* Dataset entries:
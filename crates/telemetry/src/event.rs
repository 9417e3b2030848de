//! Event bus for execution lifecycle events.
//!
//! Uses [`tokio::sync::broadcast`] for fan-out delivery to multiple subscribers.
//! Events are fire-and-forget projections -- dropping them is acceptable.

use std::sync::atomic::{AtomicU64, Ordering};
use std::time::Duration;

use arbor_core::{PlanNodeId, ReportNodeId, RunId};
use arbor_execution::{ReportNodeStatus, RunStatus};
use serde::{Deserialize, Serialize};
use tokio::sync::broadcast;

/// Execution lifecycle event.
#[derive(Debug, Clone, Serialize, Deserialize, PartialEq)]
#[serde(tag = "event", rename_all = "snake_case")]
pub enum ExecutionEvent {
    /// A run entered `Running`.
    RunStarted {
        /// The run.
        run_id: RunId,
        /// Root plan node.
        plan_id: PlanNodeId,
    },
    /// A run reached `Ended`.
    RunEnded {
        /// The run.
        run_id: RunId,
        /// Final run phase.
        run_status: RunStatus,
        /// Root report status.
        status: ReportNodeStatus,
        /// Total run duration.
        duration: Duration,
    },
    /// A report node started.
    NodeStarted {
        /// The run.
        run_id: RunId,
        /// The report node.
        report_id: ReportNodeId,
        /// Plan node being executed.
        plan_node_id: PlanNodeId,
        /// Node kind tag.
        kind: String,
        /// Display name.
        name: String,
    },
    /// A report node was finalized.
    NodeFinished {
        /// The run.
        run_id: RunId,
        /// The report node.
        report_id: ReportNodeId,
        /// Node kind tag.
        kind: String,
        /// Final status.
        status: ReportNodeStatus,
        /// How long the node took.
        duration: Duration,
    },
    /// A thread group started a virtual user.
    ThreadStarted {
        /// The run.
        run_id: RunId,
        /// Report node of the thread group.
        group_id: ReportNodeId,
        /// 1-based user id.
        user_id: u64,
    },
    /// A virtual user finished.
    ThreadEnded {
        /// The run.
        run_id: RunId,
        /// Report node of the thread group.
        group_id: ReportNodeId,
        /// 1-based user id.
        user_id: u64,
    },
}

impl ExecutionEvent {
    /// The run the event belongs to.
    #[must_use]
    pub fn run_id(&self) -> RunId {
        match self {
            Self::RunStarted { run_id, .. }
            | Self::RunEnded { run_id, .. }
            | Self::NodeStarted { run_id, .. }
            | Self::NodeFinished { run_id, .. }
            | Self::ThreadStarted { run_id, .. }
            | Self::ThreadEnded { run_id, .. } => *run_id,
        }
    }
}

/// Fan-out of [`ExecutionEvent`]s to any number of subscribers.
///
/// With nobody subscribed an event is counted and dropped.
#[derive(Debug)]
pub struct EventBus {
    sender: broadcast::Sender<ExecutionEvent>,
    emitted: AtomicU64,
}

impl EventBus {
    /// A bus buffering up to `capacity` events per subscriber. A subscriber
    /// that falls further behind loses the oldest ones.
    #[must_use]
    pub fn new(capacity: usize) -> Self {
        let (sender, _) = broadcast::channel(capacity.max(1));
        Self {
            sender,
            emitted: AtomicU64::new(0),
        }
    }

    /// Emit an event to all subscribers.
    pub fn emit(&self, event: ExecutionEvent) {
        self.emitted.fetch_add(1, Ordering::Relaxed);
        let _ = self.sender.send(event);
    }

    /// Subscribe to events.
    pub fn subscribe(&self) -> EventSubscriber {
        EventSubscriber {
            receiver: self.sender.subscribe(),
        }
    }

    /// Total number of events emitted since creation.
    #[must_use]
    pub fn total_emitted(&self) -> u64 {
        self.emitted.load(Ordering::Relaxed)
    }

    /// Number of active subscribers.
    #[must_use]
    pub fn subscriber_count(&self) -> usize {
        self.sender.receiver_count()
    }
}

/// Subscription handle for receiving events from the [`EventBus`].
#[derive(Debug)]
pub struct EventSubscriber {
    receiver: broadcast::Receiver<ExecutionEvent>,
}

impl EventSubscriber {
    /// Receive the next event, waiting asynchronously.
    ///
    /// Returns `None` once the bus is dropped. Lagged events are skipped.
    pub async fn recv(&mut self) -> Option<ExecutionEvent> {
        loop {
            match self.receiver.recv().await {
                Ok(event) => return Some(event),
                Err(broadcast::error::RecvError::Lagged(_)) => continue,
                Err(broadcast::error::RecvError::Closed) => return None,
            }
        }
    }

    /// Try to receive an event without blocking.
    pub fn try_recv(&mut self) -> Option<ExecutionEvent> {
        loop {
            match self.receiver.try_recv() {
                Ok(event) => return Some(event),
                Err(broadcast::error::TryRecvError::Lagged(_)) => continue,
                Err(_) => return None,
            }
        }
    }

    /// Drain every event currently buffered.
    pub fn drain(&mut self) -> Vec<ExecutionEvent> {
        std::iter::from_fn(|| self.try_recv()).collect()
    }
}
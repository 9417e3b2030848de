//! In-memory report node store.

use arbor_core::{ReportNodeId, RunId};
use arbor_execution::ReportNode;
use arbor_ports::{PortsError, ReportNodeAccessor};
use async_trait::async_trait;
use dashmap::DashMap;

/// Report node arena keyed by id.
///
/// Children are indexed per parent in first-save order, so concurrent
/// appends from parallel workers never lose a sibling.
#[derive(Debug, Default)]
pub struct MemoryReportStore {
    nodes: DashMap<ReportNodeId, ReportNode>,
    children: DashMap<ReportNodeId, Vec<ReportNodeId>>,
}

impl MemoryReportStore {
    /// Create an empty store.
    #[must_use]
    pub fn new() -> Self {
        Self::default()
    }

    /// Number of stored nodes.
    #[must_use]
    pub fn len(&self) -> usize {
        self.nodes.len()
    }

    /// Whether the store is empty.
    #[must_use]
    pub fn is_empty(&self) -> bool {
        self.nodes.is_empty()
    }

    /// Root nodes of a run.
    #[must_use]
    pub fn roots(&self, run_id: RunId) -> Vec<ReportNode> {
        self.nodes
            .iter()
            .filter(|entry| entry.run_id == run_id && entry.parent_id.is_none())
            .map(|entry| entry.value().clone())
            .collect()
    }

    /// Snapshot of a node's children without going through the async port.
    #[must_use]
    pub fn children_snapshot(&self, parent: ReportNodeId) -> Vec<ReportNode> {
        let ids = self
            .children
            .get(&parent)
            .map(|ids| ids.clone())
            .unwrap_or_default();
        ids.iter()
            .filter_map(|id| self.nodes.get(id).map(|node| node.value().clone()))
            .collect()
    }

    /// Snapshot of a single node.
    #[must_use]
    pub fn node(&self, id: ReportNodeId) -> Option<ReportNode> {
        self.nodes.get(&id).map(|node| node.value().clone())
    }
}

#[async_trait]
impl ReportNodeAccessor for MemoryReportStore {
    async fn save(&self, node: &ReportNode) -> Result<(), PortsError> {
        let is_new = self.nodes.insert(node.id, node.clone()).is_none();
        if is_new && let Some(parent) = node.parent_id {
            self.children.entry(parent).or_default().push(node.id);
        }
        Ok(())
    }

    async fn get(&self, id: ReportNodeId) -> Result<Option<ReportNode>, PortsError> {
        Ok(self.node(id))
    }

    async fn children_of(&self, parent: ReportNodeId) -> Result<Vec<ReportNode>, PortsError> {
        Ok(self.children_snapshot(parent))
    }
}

* Task statement: Search the entries for the string "subscribers" and return each line where it turns up.

* Result for this exercise:
//! Uses [`tokio::sync::broadcast`] for fan-out delivery to multiple subscribers.
/// Fan-out of [`ExecutionEvent`]s to any number of subscribers.
    /// Emit an event to all subscribers.
    /// Number of active subscribers.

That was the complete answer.